Incentives, done properly, should cost nothing
Sales incentives are best used when they encourage salespeople to make additional, discretionary efforts which bring in more revenue. You should resist the temptation to set sales targets which are just out of the reach of salespeople; these "incentives" will not motivate your sales force, and will quickly be seen for the false promises they actually are. Instead, look at incentives as part of the cost of getting more sales. While your firm may make slightly less revenue on these additional sales, that is still better than keeping 100% of sales revenue which never actually happens. As long as the incentives yield higher overall profits, that should be the only measurement which really matters.

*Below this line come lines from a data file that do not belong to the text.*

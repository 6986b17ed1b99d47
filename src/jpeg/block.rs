//! Block identity, zigzag scan, and block extraction / placement.
//!
//! Luma blocks tile the image every 8 pixels. Chroma blocks tile it every
//! 16 pixels and sample every second pixel in both directions (4:2:0 by
//! point sampling, no pre-filter). On decode, chroma samples are written
//! back as 2x2 squares.

use crate::image::PlanarImage;

/// Zigzag scan order for an 8x8 block: `ZIGZAG[i]` is the natural
/// (row-major) index of the `i`-th coefficient in scan order.
pub const ZIGZAG: [usize; 64] = [
    0, 1, 8, 16, 9, 2, 3, 10, 17, 24, 32, 25, 18, 11, 4, 5, 12, 19, 26, 33, 40, 48, 41, 34, 27, 20,
    13, 6, 7, 14, 21, 28, 35, 42, 49, 56, 57, 50, 43, 36, 29, 22, 15, 23, 30, 37, 44, 51, 58, 59,
    52, 45, 38, 31, 39, 46, 53, 60, 61, 54, 47, 55, 62, 63,
];

/// Image component a block belongs to.
#[derive(Debug, Clone, Copy, PartialEq, Eq, Hash, PartialOrd, Ord)]
pub enum Channel {
    /// Y.
    Luma,
    /// Cb.
    ChromaBlue,
    /// Cr.
    ChromaRed,
}

impl Channel {
    /// All channels in stream order.
    pub const ALL: [Channel; 3] = [Channel::Luma, Channel::ChromaBlue, Channel::ChromaRed];

    /// Position in [`Channel::ALL`].
    #[inline]
    pub const fn index(self) -> usize {
        match self {
            Channel::Luma => 0,
            Channel::ChromaBlue => 1,
            Channel::ChromaRed => 2,
        }
    }

    /// Pixels between the origins of neighbouring blocks.
    #[inline]
    pub const fn block_step(self) -> usize {
        match self {
            Channel::Luma => 8,
            _ => 16,
        }
    }

    /// Pixels between neighbouring samples inside one block.
    #[inline]
    pub const fn sample_stride(self) -> usize {
        match self {
            Channel::Luma => 1,
            _ => 2,
        }
    }

    /// Short lowercase name.
    pub const fn name(self) -> &'static str {
        match self {
            Channel::Luma => "Y",
            Channel::ChromaBlue => "Cb",
            Channel::ChromaRed => "Cr",
        }
    }
}

/// Grid position of a block inside its channel.
///
/// `bx`/`by` count blocks, not pixels. Ordering is channel first, then
/// row, then column, which is the order blocks are packed in the stream.
#[derive(Debug, Clone, Copy, PartialEq, Eq, Hash, PartialOrd, Ord)]
pub struct BlockPos {
    /// Plane the block belongs to.
    pub channel: Channel,
    /// Block row.
    pub by: u32,
    /// Block column.
    pub bx: u32,
}

impl BlockPos {
    /// Block at column `bx`, row `by` of `channel`.
    pub const fn new(bx: u32, by: u32, channel: Channel) -> Self {
        Self { channel, by, bx }
    }

    /// Top-left pixel covered by this block.
    #[inline]
    pub fn origin(&self) -> (usize, usize) {
        let step = self.channel.block_step();
        (self.bx as usize * step, self.by as usize * step)
    }
}

/// Number of blocks per channel for an image size.
#[derive(Debug, Clone, Copy, PartialEq, Eq, Default)]
pub struct BlockCounts {
    /// Y blocks.
    pub luma: usize,
    /// Cb blocks.
    pub chroma_blue: usize,
    /// Cr blocks.
    pub chroma_red: usize,
}

impl BlockCounts {
    /// Counts for a `width` x `height` image.
    pub fn for_dimensions(width: u32, height: u32) -> Self {
        let (lx, ly) = grid(width, height, Channel::Luma);
        let (cx, cy) = grid(width, height, Channel::ChromaBlue);
        Self {
            luma: lx * ly,
            chroma_blue: cx * cy,
            chroma_red: cx * cy,
        }
    }

    /// Count for one channel.
    #[inline]
    pub fn get(&self, channel: Channel) -> usize {
        match channel {
            Channel::Luma => self.luma,
            Channel::ChromaBlue => self.chroma_blue,
            Channel::ChromaRed => self.chroma_red,
        }
    }

    /// Blocks across all channels.
    pub fn total(&self) -> usize {
        self.luma + self.chroma_blue + self.chroma_red
    }
}

/// Blocks per row and per column of `channel`.
#[inline]
pub fn grid(width: u32, height: u32, channel: Channel) -> (usize, usize) {
    let step = channel.block_step();
    ((width as usize).div_ceil(step), (height as usize).div_ceil(step))
}

/// Every block position of an image: all Y blocks, then Cb, then Cr, each
/// in raster order.
pub fn block_positions(width: u32, height: u32) -> Vec<BlockPos> {
    let counts = BlockCounts::for_dimensions(width, height);
    let mut positions = Vec::with_capacity(counts.total());
    for channel in Channel::ALL {
        let (cols, rows) = grid(width, height, channel);
        for by in 0..rows {
            for bx in 0..cols {
                positions.push(BlockPos::new(bx as u32, by as u32, channel));
            }
        }
    }
    positions
}

/// A quantized 8x8 block tagged with its position.
///
/// Coefficients are stored in natural (row-major) order.
#[derive(Debug, Clone, PartialEq, Eq)]
pub struct QuantizedBlock {
    /// Where the block came from.
    pub pos: BlockPos,
    /// Quantized coefficients, row-major.
    pub coefficients: [i32; 64],
}

impl QuantizedBlock {
    /// Wrap coefficients for `pos`.
    pub fn new(pos: BlockPos, coefficients: [i32; 64]) -> Self {
        Self { pos, coefficients }
    }

    /// Channel of the block.
    #[inline]
    pub fn channel(&self) -> Channel {
        self.pos.channel
    }

    /// Coefficients in zigzag scan order.
    #[inline]
    pub fn zigzag(&self) -> [i32; 64] {
        to_zigzag(&self.coefficients)
    }
}

/// Reorder a natural-order block into zigzag order.
#[inline]
pub fn to_zigzag<T: Copy + Default>(block: &[T; 64]) -> [T; 64] {
    let mut result = [T::default(); 64];
    for (i, &natural) in ZIGZAG.iter().enumerate() {
        result[i] = block[natural];
    }
    result
}

/// Inverse of [`to_zigzag`].
#[inline]
pub fn from_zigzag<T: Copy + Default>(scan: &[T; 64]) -> [T; 64] {
    let mut result = [T::default(); 64];
    for (i, &natural) in ZIGZAG.iter().enumerate() {
        result[natural] = scan[i];
    }
    result
}

/// Sample an 8x8 window for `pos`, level-shifted by -128.
///
/// Coordinates past the right or bottom edge are clamped, so edge pixels
/// are replicated.
pub fn extract_block(image: &PlanarImage, pos: BlockPos) -> [f64; 64] {
    let width = image.width() as usize;
    let height = image.height() as usize;
    let plane = image.plane(pos.channel);
    let stride = pos.channel.sample_stride();
    let (x0, y0) = pos.origin();

    let mut block = [0.0f64; 64];
    for row in 0..8 {
        let y = (y0 + row * stride).min(height - 1);
        for col in 0..8 {
            let x = (x0 + col * stride).min(width - 1);
            block[row * 8 + col] = plane[y * width + x] as f64 - 128.0;
        }
    }
    block
}

/// Write reconstructed samples back into the plane for `pos`.
///
/// Each value is shifted by +128, rounded and clamped. Luma writes one
/// pixel per sample; chroma writes a 2x2 square. Pixels outside the image
/// are skipped.
pub fn place_block(image: &mut PlanarImage, pos: BlockPos, samples: &[f64; 64]) {
    let width = image.width() as usize;
    let height = image.height() as usize;
    let stride = pos.channel.sample_stride();
    let (x0, y0) = pos.origin();
    let plane = image.plane_mut(pos.channel);

    for row in 0..8 {
        for col in 0..8 {
            let value = (samples[row * 8 + col] + 128.0).round().clamp(0.0, 255.0) as u8;
            for dy in 0..stride {
                let y = y0 + row * stride + dy;
                if y >= height {
                    continue;
                }
                for dx in 0..stride {
                    let x = x0 + col * stride + dx;
                    if x < width {
                        plane[y * width + x] = value;
                    }
                }
            }
        }
    }
}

Incentives which are surprises, should be positive ones
Another way to keep your salespeople motivated is through the use of hidden, positive incentives. Perhaps the first salesperson to make twenty sales this month gets an additional paid day off, free trip, or other small bonus to keep your sales team interested and motivated to do even better. One caution applies: any hidden bonuses should not be too great, or the other sales people may complain that these are being awarded to favor particular salespeople, or that they do not have the chance to compete fairly for these. Instead, it is best to keep these as a little extra, to be used in conjunction with the other sales incentives you normally offer.
In summary, since incentives lead to better performance, cost nothing for additional sales, and can be positive unexpected bonuses, they should be used by every sales manager looking to improve their results.